By Adam Keller | November 28, 2018

The best “one-room thrillers” show the popular potential of indie cinema—with a strong script and dedicated performances, you don’t need a huge budget to get people’s blood pumping. These locked-box movies go back at least to Hitchcock’s Rope, but the triple threat of Devil, 127 Hours, and Buried in 2010 gave them a surprising moment in the sun. With Avatar released the previous year and the Marvel machine kicking into gear, it seemed like a revelation at the time to see movie stars like Ryan Reynolds and James Franco in small films where the camera almost never looked away from their faces. Since then, strong entries in the subgenre like Locke and 10 Cloverfield Lane have kept the fire alive. The new indie film [Cargo] wants to join their ranks, but within the first minute, it’s clear that its contents should be left to suffocate and die.

Anthony Peterson (Ron Thompson) wakes up in an otherwise empty cargo container. He receives a phone call from his kidnappers, who are ransoming him and his wife for 10 million dollars. If he doesn’t cough up the money, they will “gang-f**k his wife and post it on the web,” then kill them both. They’ve also electrified the cargo container and will shock him if he doesn’t cooperate, and they’ll cut off his oxygen if he calls the police. What follows is a series of high-octane wire transfers—if you’ve ever had trouble with your bank’s customer service, it’s sure to thrill and excite.

“If he doesn’t cough up the money, they will ‘gang-f**k his wife’ and post it on the web…”

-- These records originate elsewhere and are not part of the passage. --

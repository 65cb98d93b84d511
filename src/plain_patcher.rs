//! Idempotent edits of line-oriented `key=value` configuration files.
//!
//! A line matches a key when it contains `=` and the text before the first
//! `=`, trimmed and with one leading `#` removed, equals the key. So both
//! `key=value` and `#key=value` are recognised as the directive for `key`.
//!
//! Existing files are rewritten into a temporary file next to them and renamed
//! over the original, so a failed edit never leaves a half-written file.
//! Rewritten and appended lines use the file's own line terminator (`\n` or
//! `\r\n`).

use anyhow::{Context, Result};
use std::fs::{self, File, OpenOptions};
use std::io::{BufRead, BufReader, BufWriter, Write};
use std::path::Path;
use tempfile::NamedTempFile;
use tracing::debug;

/// What to do with the line of a key.
#[derive(Debug, Clone, PartialEq, Eq)]
pub enum PlainAction {
    /// Replace the line with `key=value`, appending it if the key is absent.
    Assign(String),
    /// Make sure the line is commented out.
    Comment,
    /// Make sure the line is active.
    UnComment,
}

#[derive(Debug, Clone, PartialEq, Eq)]
pub struct PlainChange {
    pub key: String,
    pub action: PlainAction,
}

impl PlainChange {
    pub fn assign(key: impl Into<String>, value: impl Into<String>) -> Self {
        Self {
            key: key.into(),
            action: PlainAction::Assign(value.into()),
        }
    }

    pub fn comment(key: impl Into<String>) -> Self {
        Self {
            key: key.into(),
            action: PlainAction::Comment,
        }
    }

    pub fn uncomment(key: impl Into<String>) -> Self {
        Self {
            key: key.into(),
            action: PlainAction::UnComment,
        }
    }
}

/// Apply `changes` to `path` one after another, in order.
pub fn apply_changes(path: &Path, changes: &[PlainChange]) -> Result<()> {
    for change in changes {
        upsert(path, &change.key, &change.action)?;
    }
    Ok(())
}

/// Apply a single action for `key` to the file at `path`.
///
/// A missing file is created (with its parent directories) holding just
/// `key=value`. Comment directives against a missing file do nothing.
pub fn upsert(path: &Path, key: &str, action: &PlainAction) -> Result<()> {
    if !path.is_file() {
        return create_with(path, key, action);
    }

    let input = File::open(path).with_context(|| format!("Failed to open {}", path.display()))?;
    let mut reader = BufReader::new(input);
    let dir = match path.parent() {
        Some(parent) if !parent.as_os_str().is_empty() => parent,
        _ => Path::new("."),
    };
    let mut replacement = NamedTempFile::new_in(dir)
        .with_context(|| format!("Failed to create temporary file in {}", dir.display()))?;

    {
        let mut out = BufWriter::new(replacement.as_file_mut());
        let mut found = false;
        let mut ends_with_newline = true;
        let mut newline: Option<&'static str> = None;
        let mut line = String::new();
        loop {
            line.clear();
            let read = reader
                .read_line(&mut line)
                .with_context(|| format!("Failed to read {}", path.display()))?;
            if read == 0 {
                break;
            }
            ends_with_newline = line.ends_with('\n');
            if newline.is_none() {
                newline = line_ending(&line);
            }

            if !line_matches(&line, key) {
                out.write_all(line.as_bytes())?;
                continue;
            }
            found = true;
            match action {
                PlainAction::UnComment => {
                    out.write_all(line.strip_prefix('#').unwrap_or(&line).as_bytes())?
                }
                PlainAction::Comment => {
                    if !line.starts_with('#') {
                        out.write_all(b"#")?;
                    }
                    out.write_all(line.as_bytes())?;
                }
                PlainAction::Assign(value) => {
                    let eol = line_ending(&line).or(newline).unwrap_or("\n");
                    write!(out, "{}={}{}", key, value, eol)?
                }
            }
        }

        if let (false, PlainAction::Assign(value)) = (found, action) {
            let eol = newline.unwrap_or("\n");
            if !ends_with_newline {
                out.write_all(eol.as_bytes())?;
            }
            write!(out, "{}={}{}", key, value, eol)?;
            debug!(file = %path.display(), key, "appended");
        }
        out.flush()
            .with_context(|| format!("Failed to write replacement for {}", path.display()))?;
    }

    let permissions = fs::metadata(path)?.permissions();
    fs::set_permissions(replacement.path(), permissions)?;
    replacement
        .persist(path)
        .map_err(|e| e.error)
        .with_context(|| format!("Failed to replace {}", path.display()))?;
    Ok(())
}

fn create_with(path: &Path, key: &str, action: &PlainAction) -> Result<()> {
    let PlainAction::Assign(value) = action else {
        debug!(file = %path.display(), key, "file absent, nothing to comment");
        return Ok(());
    };
    if let Some(parent) = path.parent() {
        fs::create_dir_all(parent)
            .with_context(|| format!("Failed to create directory {}", parent.display()))?;
    }
    let mut out = OpenOptions::new()
        .create(true)
        .append(true)
        .open(path)
        .with_context(|| format!("Failed to create {}", path.display()))?;
    writeln!(out, "{}={}", key, value)
        .with_context(|| format!("Failed to write {}", path.display()))?;
    debug!(file = %path.display(), key, "created");
    Ok(())
}

fn line_ending(line: &str) -> Option<&'static str> {
    if line.ends_with("\r\n") {
        Some("\r\n")
    } else if line.ends_with('\n') {
        Some("\n")
    } else {
        None
    }
}

fn line_matches(line: &str, key: &str) -> bool {
    let Some((lhs, _)) = line.split_once('=') else {
        return false;
    };
    let lhs = lhs.trim();
    lhs.strip_prefix('#').unwrap_or(lhs).trim() == key
}
fn relabel_declaration(text: &str, label: &str) -> String {
    let Some(decl) = declaration(text) else {
        return text.to_string();
    };
    let Some(old) = declared_encoding(decl) else {
        return text.to_string();
    };
    text.replacen(decl, &decl.replacen(old, label, 1), 1)
}

fn skip_whitespace(bytes: &[u8], mut pos: usize) -> usize {
    while pos < bytes.len() && bytes[pos].is_ascii_whitespace() {
        pos += 1;
    }
    pos
}

/// Byte offset of the root element's start tag.
fn root_start(text: &str) -> Option<usize> {
    let mut pos = 0;
    loop {
        pos = skip_whitespace(text.as_bytes(), pos);
        let rest = &text[pos..];
        if rest.starts_with("<?") {
            pos += rest.find("?>")? + 2;
        } else if rest.starts_with("<!--") {
            pos += rest.find("-->")? + 3;
        } else if rest.starts_with("<!DOCTYPE") {
            pos += doctype_len(rest)?;
        } else if rest.starts_with('<') {
            return Some(pos);
        } else {
            return None;
        }
    }
}

/// Length of a `<!DOCTYPE ...>` including any internal subset.
fn doctype_len(text: &str) -> Option<usize> {
    let bytes = text.as_bytes();
    let mut depth = 0usize;
    let mut pos = 0;
    while pos < bytes.len() {
        match bytes[pos] {
            quote @ (b'"' | b'\'') => {
                pos += 1 + bytes[pos + 1..].iter().position(|b| *b == quote)?;
            }
            b'<' if text[pos..].starts_with("<!--") => {
                pos += text[pos..].find("-->")? + 2;
            }
            b'[' => depth += 1,
            b']' => depth = depth.saturating_sub(1),
            b'>' if depth == 0 => return Some(pos + 1),
            _ => {}
        }
        pos += 1;
    }
    None
}

/// Where attributes can be appended to the start tag at the beginning of
/// `text`: just before its `>` or `/>`.
fn start_tag_insert_point(text: &str) -> Option<usize> {
    let bytes = text.as_bytes();
    let mut pos = 0;
    while pos < bytes.len() {
        match bytes[pos] {
            quote @ (b'"' | b'\'') => {
                pos += 1 + bytes[pos + 1..].iter().position(|b| *b == quote)?;
            }
            b'>' if pos > 0 && bytes[pos - 1] == b'/' => return Some(pos - 1),
            b'>' => return Some(pos),
            _ => {}
        }
        pos += 1;
    }
    None
}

These movies live and die by their central performances, and Ron Thompson’s turn as finance shark Anthony Peterson is so agonizing that I wonder if no one else auditioned for the role. In fact, [Cargo] could serve as a warning to film students about the types of performers they might encounter at casting calls. I don’t mean to hate on the legions of retired folks who use their newfound free time to pursue their childhood acting dreams, but young filmmakers need to learn that “looking the part” is not enough. Thompson certainly has the mottled, gristly look of an aging tycoon, but from the moment he opens his mouth, it’s clear that the next 78 minutes of watching this man are going to be rough.

He growls. He squeals. His voice goes UP and down. He contorts his face and flails his hands around in some kind of simulacrum of rage and desperation. It is truly the hammiest, most off-kilter, least genuine performance I have ever seen. The voice-only actors on the other end of the line are a little better, but not by much.

What else is there? The synthwave soundtrack is a bizarre fit for the material, but it’s fine. Given that the location doesn’t change at all (not even the lighting), the camerawork is occasionally interesting. The sound editing of the events on the other end of Peterson’s phone is sometimes believable. But this movie could be shot by Roger Deakins and come with Smell-O-Vision, and the audience would still be trapped with Anthony Peterson in a one-man show from hell.

 

 

[Cargo] (2018) Written and directed by James Dylan. With Ron Thompson, Danika Fields, Mark Wood, Corbin Timbrook.